The records:

------

//! End-to-end monitor runs against a mock leiaute site.

use std::sync::Mutex;

use async_trait::async_trait;
use leiaute_monitor::error::Result;
use leiaute_monitor::models::{Config, Evidence, HttpConfig, MonitoredPage, RunConfig, RunResult};
use leiaute_monitor::pipeline::run_monitor;
use leiaute_monitor::services::{ChangeReport, HtmlDiscovery, HttpFingerprintSource, Notifier};
use leiaute_monitor::storage::{LocalManifestStore, ManifestStore, StatusCode, StatusReport};
use tempfile::TempDir;
use wiremock::matchers::{method, path};
use wiremock::{Mock, MockServer, ResponseTemplate};

#[derive(Default)]
struct RecordingNotifier {
    reports: Mutex<Vec<ChangeReport>>,
}

#[async_trait]
impl Notifier for RecordingNotifier {
    async fn notify(&self, report: &ChangeReport) -> Result<usize> {
        self.reports.lock().unwrap().push(report.clone());
        Ok(1)
    }

    fn recipients(&self) -> Vec<String> {
        vec!["ops@example.com".into()]
    }
}

const PAGE: &str = r#"
<html><body>
  <table><tr><td>DDR</td><td>02/09/2025</td></tr></table>
  <h3 id="categoria">Leiautes</h3>
  <p><a href="/content/Atual/Leiaute%20DDR.pdf">Leiaute</a></p>
  <h3 id="categoria">Schemas</h3>
  <p><a href="/content/Atual/ddr.xsd">XSD</a></p>
  <p><a href="/content/versoes_anteriores/ddr_v1.pdf">v1</a></p>
</body></html>
"#;

async fn mount_site(server: &MockServer, etag: &str) {
    Mock::given(method("GET"))
        .and(path("/leiaute/ddr"))
        .respond_with(ResponseTemplate::new(200).set_body_string(PAGE))
        .mount(server)
        .await;
    Mock::given(method("HEAD"))
        .and(path("/content/Atual/Leiaute%20DDR.pdf"))
        .respond_with(ResponseTemplate::new(200).insert_header("ETag", etag))
        .mount(server)
        .await;
    // No metadata for the schema: only the range probe works.
    Mock::given(method("HEAD"))
        .and(path("/content/Atual/ddr.xsd"))
        .respond_with(ResponseTemplate::new(405))
        .mount(server)
        .await;
    Mock::given(method("GET"))
        .and(path("/content/Atual/ddr.xsd"))
        .respond_with(ResponseTemplate::new(206).set_body_string("<xsd:schema/>"))
        .mount(server)
        .await;
}

fn config(server: &MockServer) -> Config {
    Config {
        http: HttpConfig {
            max_retries: 0,
            ..HttpConfig::default()
        },
        pages: vec![
            MonitoredPage {
                url: format!("{}/leiaute/ddr", server.uri()),
                label: "DDR - 2011".into(),
            },
            MonitoredPage {
                url: format!("{}/leiaute/missing", server.uri()),
                label: "DRM - 2060".into(),
            },
        ],
        run: RunConfig {
            reference_date: Some("02/09/2025".into()),
        },
        ..Config::default()
    }
}

async fn run_once(
    config: &Config,
    store: &LocalManifestStore,
    notifier: &RecordingNotifier,
) -> RunResult {
    let discovery = HtmlDiscovery::from_config(config).unwrap();
    let source = HttpFingerprintSource::from_config(config).unwrap();
    run_monitor(config, &discovery, &source, store, notifier)
        .await
        .unwrap()
}

#[tokio::test]
async fn detects_new_then_unchanged_then_changed() {
    let server = MockServer::start().await;
    mount_site(&server, "\"v1\"").await;

    let tmp = TempDir::new().unwrap();
    let config = config(&server);
    let store = LocalManifestStore::new(config.manifest_path(tmp.path()));
    let notifier = RecordingNotifier::default();

    // First run: both documents are new.
    let first = run_once(&config, &store, &notifier).await;
    assert_eq!(first.pages_scanned, 1);
    assert_eq!(first.pages_with_date, vec!["DDR - 2011"]);
    assert_eq!(first.verdicts.len(), 2);
    assert!(first.failures.is_empty());
    assert_eq!(first.verdicts[0].category, "Leiautes");
    assert_eq!(first.verdicts[1].category, "Schemas");
    assert!(
        first
            .verdicts
            .iter()
            .all(|v| v.evidence == vec![Evidence::NewlyObserved])
    );
    assert_eq!(
        first.changed_file_names(),
        vec!["Leiaute DDR.pdf", "ddr.xsd"]
    );

    let manifest = store.load().await.unwrap();
    assert_eq!(manifest.len(), 2);
    let schema = manifest
        .get(&format!("{}/content/Atual/ddr.xsd", server.uri()))
        .unwrap();
    assert!(schema.content_prefix_hash.is_some());
    assert!(schema.validator.is_none());

    // Second run: nothing changed.
    let second = run_once(&config, &store, &notifier).await;
    assert!(second.verdicts.is_empty());

    // The server publishes a new revision of the PDF.
    server.reset().await;
    mount_site(&server, "\"v2\"").await;

    let third = run_once(&config, &store, &notifier).await;
    assert_eq!(third.verdicts.len(), 1);
    assert!(third.verdicts[0].locator.ends_with("Leiaute%20DDR.pdf"));
    assert_eq!(third.verdicts[0].evidence[0], Evidence::ValidatorChanged);

    let reports = notifier.reports.lock().unwrap();
    assert_eq!(reports.len(), 3);
    assert!(reports[1].verdicts.is_empty());
    assert_eq!(reports[2].reference_date, "02/09/2025");

    let status = StatusReport::from_run(&third, &["DDR - 2011".into()], "logs/monitor.log");
    assert_eq!(status.code, StatusCode::Ok);
    assert!(status.headline.starts_with("1 leiaute novo, 1 documento alterado"));
}

#[tokio::test]
async fn unreachable_documents_are_recorded_as_errors() {
    let server = MockServer::start().await;
    Mock::given(method("GET"))
        .and(path("/leiaute/ddr"))
        .respond_with(ResponseTemplate::new(200).set_body_string(PAGE))
        .mount(&server)
        .await;

    let tmp = TempDir::new().unwrap();
    let mut config = config(&server);
    config.run.reference_date = Some("03/09/2025".into());
    let store = LocalManifestStore::new(config.manifest_path(tmp.path()));
    let notifier = RecordingNotifier::default();

    let result = run_once(&config, &store, &notifier).await;

    assert!(result.verdicts.is_empty());
    assert!(result.pages_with_date.is_empty());
    assert_eq!(result.failures.len(), 2);
    assert!(result.failures[0].error.starts_with("HEAD/Range fail:"));

    let manifest = store.load().await.unwrap();
    assert_eq!(manifest.error_count(), 2);

    let status = StatusReport::from_run(&result, &["DDR - 2011".into()], "log");
    assert_eq!(status.code, StatusCode::Ok);
    assert!(status.headline.starts_with("Nenhuma alteração detectada"));
}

------

Problem statement: Repeat the whole listing verbatim.

Result:
//! End-to-end monitor runs against a mock leiaute site.

use std::sync::Mutex;

use async_trait::async_trait;
use leiaute_monitor::error::Result;
use leiaute_monitor::models::{Config, Evidence, HttpConfig, MonitoredPage, RunConfig, RunResult};
use leiaute_monitor::pipeline::run_monitor;
use leiaute_monitor::services::{ChangeReport, HtmlDiscovery, HttpFingerprintSource, Notifier};
use leiaute_monitor::storage::{LocalManifestStore, ManifestStore, StatusCode, StatusReport};
use tempfile::TempDir;
use wiremock::matchers::{method, path};
use wiremock::{Mock, MockServer, ResponseTemplate};

#[derive(Default)]
struct RecordingNotifier {
    reports: Mutex<Vec<ChangeReport>>,
}

#[async_trait]
impl Notifier for RecordingNotifier {
    async fn notify(&self, report: &ChangeReport) -> Result<usize> {
        self.reports.lock().unwrap().push(report.clone());
        Ok(1)
    }

    fn recipients(&self) -> Vec<String> {
        vec!["ops@example.com".into()]
    }
}

const PAGE: &str = r#"
<html><body>
  <table><tr><td>DDR</td><td>02/09/2025</td></tr></table>
  <h3 id="categoria">Leiautes</h3>
  <p><a href="/content/Atual/Leiaute%20DDR.pdf">Leiaute</a></p>
  <h3 id="categoria">Schemas</h3>
  <p><a href="/content/Atual/ddr.xsd">XSD</a></p>
  <p><a href="/content/versoes_anteriores/ddr_v1.pdf">v1</a></p>
</body></html>
"#;

async fn mount_site(server: &MockServer, etag: &str) {
    Mock::given(method("GET"))
        .and(path("/leiaute/ddr"))
        .respond_with(ResponseTemplate::new(200).set_body_string(PAGE))
        .mount(server)
        .await;
    Mock::given(method("HEAD"))
        .and(path("/content/Atual/Leiaute%20DDR.pdf"))
        .respond_with(ResponseTemplate::new(200).insert_header("ETag", etag))
        .mount(server)
        .await;
    // No metadata for the schema: only the range probe works.
    Mock::given(method("HEAD"))
        .and(path("/content/Atual/ddr.xsd"))
        .respond_with(ResponseTemplate::new(405))
        .mount(server)
        .await;
    Mock::given(method("GET"))
        .and(path("/content/Atual/ddr.xsd"))
        .respond_with(ResponseTemplate::new(206).set_body_string("<xsd:schema/>"))
        .mount(server)
        .await;
}

fn config(server: &MockServer) -> Config {
    Config {
        http: HttpConfig {
            max_retries: 0,
            ..HttpConfig::default()
        },
        pages: vec![
            MonitoredPage {
                url: format!("{}/leiaute/ddr", server.uri()),
                label: "DDR - 2011".into(),
            },
            MonitoredPage {
                url: format!("{}/leiaute/missing", server.uri()),
                label: "DRM - 2060".into(),
            },
        ],
        run: RunConfig {
            reference_date: Some("02/09/2025".into()),
        },
        ..Config::default()
    }
}

async fn run_once(
    config: &Config,
    store: &LocalManifestStore,
    notifier: &RecordingNotifier,
) -> RunResult {
    let discovery = HtmlDiscovery::from_config(config).unwrap();
    let source = HttpFingerprintSource::from_config(config).unwrap();
    run_monitor(config, &discovery, &source, store, notifier)
        .await
        .unwrap()
}

#[tokio::test]
async fn detects_new_then_unchanged_then_changed() {
    let server = MockServer::start().await;
    mount_site(&server, "\"v1\"").await;

    let tmp = TempDir::new().unwrap();
    let config = config(&server);
    let store = LocalManifestStore::new(config.manifest_path(tmp.path()));
    let notifier = RecordingNotifier::default();

    // First run: both documents are new.
    let first = run_once(&config, &store, &notifier).await;
    assert_eq!(first.pages_scanned, 1);
    assert_eq!(first.pages_with_date, vec!["DDR - 2011"]);
    assert_eq!(first.verdicts.len(), 2);
    assert!(first.failures.is_empty());
    assert_eq!(first.verdicts[0].category, "Leiautes");
    assert_eq!(first.verdicts[1].category, "Schemas");
    assert!(
        first
            .verdicts
            .iter()
            .all(|v| v.evidence == vec![Evidence::NewlyObserved])
    );
    assert_eq!(
        first.changed_file_names(),
        vec!["Leiaute DDR.pdf", "ddr.xsd"]
    );

    let manifest = store.load().await.unwrap();
    assert_eq!(manifest.len(), 2);
    let schema = manifest
        .get(&format!("{}/content/Atual/ddr.xsd", server.uri()))
        .unwrap();
    assert!(schema.content_prefix_hash.is_some());
    assert!(schema.validator.is_none());

    // Second run: nothing changed.
    let second = run_once(&config, &store, &notifier).await;
    assert!(second.verdicts.is_empty());

    // The server publishes a new revision of the PDF.
    server.reset().await;
    mount_site(&server, "\"v2\"").await;

    let third = run_once(&config, &store, &notifier).await;
    assert_eq!(third.verdicts.len(), 1);
    assert!(third.verdicts[0].locator.ends_with("Leiaute%20DDR.pdf"));
    assert_eq!(third.verdicts[0].evidence[0], Evidence::ValidatorChanged);

    let reports = notifier.reports.lock().unwrap();
    assert_eq!(reports.len(), 3);
    assert!(reports[1].verdicts.is_empty());
    assert_eq!(reports[2].reference_date, "02/09/2025");

    let status = StatusReport::from_run(&third, &["DDR - 2011".into()], "logs/monitor.log");
    assert_eq!(status.code, StatusCode::Ok);
    assert!(status.headline.starts_with("1 leiaute novo, 1 documento alterado"));
}

#[tokio::test]
async fn unreachable_documents_are_recorded_as_errors() {
    let server = MockServer::start().await;
    Mock::given(method("GET"))
        .and(path("/leiaute/ddr"))
        .respond_with(ResponseTemplate::new(200).set_body_string(PAGE))
        .mount(&server)
        .await;

    let tmp = TempDir::new().unwrap();
    let mut config = config(&server);
    config.run.reference_date = Some("03/09/2025".into());
    let store = LocalManifestStore::new(config.manifest_path(tmp.path()));
    let notifier = RecordingNotifier::default();

    let result = run_once(&config, &store, &notifier).await;

    assert!(result.verdicts.is_empty());
    assert!(result.pages_with_date.is_empty());
    assert_eq!(result.failures.len(), 2);
    assert!(result.failures[0].error.starts_with("HEAD/Range fail:"));

    let manifest = store.load().await.unwrap();
    assert_eq!(manifest.error_count(), 2);

    let status = StatusReport::from_run(&result, &["DDR - 2011".into()], "log");
    assert_eq!(status.code, StatusCode::Ok);
    assert!(status.headline.starts_with("Nenhuma alteração detectada"));
}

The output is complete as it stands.